AVAILABLE DATA —
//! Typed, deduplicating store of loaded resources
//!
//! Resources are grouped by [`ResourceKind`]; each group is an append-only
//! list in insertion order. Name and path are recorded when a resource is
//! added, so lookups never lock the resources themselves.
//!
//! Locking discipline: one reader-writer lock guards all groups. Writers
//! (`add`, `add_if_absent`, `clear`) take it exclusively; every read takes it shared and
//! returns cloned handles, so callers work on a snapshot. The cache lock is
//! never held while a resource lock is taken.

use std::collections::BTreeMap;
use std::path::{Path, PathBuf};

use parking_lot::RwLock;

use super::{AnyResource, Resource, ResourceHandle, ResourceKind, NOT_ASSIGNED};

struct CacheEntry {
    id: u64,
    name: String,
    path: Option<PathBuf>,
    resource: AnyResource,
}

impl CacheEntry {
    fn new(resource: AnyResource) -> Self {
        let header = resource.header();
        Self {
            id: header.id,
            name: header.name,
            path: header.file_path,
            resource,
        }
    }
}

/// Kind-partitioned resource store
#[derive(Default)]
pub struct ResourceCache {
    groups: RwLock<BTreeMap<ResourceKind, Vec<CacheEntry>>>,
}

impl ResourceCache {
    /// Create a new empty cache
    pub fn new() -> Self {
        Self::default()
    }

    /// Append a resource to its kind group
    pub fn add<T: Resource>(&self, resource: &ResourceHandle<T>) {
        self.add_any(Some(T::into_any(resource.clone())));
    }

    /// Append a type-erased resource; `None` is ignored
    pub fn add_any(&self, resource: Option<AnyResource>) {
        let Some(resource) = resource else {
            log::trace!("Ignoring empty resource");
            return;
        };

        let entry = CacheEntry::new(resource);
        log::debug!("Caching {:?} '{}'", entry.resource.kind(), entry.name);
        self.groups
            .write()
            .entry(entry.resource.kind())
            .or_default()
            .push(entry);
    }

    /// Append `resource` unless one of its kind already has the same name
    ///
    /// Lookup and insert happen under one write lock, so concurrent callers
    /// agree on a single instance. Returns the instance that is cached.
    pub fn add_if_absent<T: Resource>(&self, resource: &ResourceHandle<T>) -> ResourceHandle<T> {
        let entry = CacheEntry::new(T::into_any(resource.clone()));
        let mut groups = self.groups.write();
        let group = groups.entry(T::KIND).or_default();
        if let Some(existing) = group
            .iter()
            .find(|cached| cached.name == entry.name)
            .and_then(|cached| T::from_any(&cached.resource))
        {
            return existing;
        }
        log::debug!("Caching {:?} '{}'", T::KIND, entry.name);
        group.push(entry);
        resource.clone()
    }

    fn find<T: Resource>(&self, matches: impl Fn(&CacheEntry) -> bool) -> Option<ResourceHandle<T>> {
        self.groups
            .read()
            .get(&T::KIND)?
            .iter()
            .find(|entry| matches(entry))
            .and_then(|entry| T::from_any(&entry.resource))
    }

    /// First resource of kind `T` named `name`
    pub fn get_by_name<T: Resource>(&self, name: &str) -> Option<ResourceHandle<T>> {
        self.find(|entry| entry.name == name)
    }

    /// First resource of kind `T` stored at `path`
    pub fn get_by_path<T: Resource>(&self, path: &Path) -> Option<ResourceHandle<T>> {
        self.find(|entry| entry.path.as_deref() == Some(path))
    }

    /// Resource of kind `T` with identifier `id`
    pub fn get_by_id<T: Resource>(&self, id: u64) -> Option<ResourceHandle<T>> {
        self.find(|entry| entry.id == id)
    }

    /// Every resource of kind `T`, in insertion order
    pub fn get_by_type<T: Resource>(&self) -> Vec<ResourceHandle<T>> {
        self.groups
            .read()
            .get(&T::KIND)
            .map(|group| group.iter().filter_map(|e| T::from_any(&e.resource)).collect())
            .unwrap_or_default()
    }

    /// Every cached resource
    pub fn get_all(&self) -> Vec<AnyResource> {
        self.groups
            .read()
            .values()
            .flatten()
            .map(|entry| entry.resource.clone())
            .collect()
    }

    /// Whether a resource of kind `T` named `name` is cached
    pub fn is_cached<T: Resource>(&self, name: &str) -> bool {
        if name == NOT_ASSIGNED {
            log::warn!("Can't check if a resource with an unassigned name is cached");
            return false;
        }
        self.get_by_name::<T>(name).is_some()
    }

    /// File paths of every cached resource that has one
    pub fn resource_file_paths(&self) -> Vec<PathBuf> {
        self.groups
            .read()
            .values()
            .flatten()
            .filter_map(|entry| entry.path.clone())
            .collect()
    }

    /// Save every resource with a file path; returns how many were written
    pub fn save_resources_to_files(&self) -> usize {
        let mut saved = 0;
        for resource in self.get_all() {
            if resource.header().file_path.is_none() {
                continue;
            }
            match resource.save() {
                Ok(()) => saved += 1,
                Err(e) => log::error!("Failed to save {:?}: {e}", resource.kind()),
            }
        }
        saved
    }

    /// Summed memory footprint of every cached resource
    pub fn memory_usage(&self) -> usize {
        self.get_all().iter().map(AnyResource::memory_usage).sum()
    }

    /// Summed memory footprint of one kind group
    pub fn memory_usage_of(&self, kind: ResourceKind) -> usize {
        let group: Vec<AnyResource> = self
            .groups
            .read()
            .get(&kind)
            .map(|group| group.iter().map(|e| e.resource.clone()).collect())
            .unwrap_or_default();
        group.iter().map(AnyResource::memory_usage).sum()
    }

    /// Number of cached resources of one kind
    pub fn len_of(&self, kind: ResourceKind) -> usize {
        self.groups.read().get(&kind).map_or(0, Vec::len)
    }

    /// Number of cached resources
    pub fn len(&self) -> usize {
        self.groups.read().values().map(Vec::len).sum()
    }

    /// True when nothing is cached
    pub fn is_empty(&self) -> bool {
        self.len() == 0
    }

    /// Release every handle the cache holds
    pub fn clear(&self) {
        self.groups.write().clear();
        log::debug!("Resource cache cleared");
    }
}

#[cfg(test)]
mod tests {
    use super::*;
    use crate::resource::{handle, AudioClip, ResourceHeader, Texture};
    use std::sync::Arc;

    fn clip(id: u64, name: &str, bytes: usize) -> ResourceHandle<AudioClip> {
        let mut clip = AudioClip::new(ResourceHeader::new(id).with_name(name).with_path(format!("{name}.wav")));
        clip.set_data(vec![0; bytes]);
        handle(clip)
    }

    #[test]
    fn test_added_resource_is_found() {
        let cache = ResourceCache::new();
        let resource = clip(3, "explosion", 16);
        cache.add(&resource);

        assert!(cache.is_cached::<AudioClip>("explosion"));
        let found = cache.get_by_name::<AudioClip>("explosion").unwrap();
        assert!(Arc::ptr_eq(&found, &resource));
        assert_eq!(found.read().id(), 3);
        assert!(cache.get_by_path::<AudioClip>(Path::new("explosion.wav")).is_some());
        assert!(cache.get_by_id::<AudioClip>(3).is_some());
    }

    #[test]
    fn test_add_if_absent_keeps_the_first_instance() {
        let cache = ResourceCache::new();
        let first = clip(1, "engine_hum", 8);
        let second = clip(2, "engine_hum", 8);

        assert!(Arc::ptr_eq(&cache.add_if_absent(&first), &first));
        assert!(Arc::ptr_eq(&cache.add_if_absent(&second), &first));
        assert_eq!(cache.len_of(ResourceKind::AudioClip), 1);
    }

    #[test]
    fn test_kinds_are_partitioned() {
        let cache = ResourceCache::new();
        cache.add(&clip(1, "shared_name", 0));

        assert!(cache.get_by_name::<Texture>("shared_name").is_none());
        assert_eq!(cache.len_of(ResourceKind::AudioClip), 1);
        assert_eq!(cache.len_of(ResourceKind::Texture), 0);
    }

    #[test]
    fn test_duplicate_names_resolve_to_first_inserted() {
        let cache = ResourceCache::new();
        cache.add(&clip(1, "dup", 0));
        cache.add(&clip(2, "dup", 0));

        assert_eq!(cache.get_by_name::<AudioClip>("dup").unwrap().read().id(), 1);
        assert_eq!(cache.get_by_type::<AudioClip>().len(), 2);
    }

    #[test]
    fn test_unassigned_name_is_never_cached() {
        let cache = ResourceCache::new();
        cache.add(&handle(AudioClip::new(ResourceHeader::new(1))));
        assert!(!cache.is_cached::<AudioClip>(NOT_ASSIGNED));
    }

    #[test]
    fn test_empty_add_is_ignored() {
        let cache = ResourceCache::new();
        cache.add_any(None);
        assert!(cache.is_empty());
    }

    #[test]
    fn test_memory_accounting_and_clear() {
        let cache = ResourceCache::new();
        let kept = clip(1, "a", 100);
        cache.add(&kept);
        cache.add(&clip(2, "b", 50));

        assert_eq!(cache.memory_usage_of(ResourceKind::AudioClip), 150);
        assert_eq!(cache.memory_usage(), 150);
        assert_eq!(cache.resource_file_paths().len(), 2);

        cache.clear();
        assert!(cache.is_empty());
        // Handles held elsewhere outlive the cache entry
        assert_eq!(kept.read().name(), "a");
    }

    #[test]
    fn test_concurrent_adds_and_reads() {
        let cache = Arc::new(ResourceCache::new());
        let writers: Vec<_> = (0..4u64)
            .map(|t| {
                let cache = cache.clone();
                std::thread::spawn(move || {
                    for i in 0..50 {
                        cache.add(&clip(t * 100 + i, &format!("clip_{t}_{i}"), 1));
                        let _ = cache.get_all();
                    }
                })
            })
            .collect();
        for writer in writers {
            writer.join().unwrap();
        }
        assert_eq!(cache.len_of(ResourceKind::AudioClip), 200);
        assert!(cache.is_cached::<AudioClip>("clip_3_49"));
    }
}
...
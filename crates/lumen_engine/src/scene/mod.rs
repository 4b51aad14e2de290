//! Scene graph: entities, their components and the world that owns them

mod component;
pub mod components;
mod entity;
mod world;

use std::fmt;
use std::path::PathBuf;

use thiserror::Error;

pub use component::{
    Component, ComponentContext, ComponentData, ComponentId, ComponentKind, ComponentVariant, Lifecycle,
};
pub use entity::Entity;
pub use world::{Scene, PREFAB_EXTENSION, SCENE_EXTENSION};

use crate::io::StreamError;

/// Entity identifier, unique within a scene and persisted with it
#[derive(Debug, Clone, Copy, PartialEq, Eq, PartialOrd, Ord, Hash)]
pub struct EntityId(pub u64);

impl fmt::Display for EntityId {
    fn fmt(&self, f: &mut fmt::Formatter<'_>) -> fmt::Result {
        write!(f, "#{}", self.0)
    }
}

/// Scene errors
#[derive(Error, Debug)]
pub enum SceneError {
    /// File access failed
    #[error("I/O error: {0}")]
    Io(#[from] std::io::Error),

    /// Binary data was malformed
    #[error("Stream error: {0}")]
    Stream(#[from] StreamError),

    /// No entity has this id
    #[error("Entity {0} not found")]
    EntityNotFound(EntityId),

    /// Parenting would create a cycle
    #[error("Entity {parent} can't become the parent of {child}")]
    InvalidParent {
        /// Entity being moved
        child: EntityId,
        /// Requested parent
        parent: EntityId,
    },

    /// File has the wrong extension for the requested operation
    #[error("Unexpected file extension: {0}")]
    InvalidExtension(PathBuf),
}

TASK TO COMPLETE —
Scan the material for lines with the word "ResourceKind". Reply with how many there are, number only.

SOLUTION —
10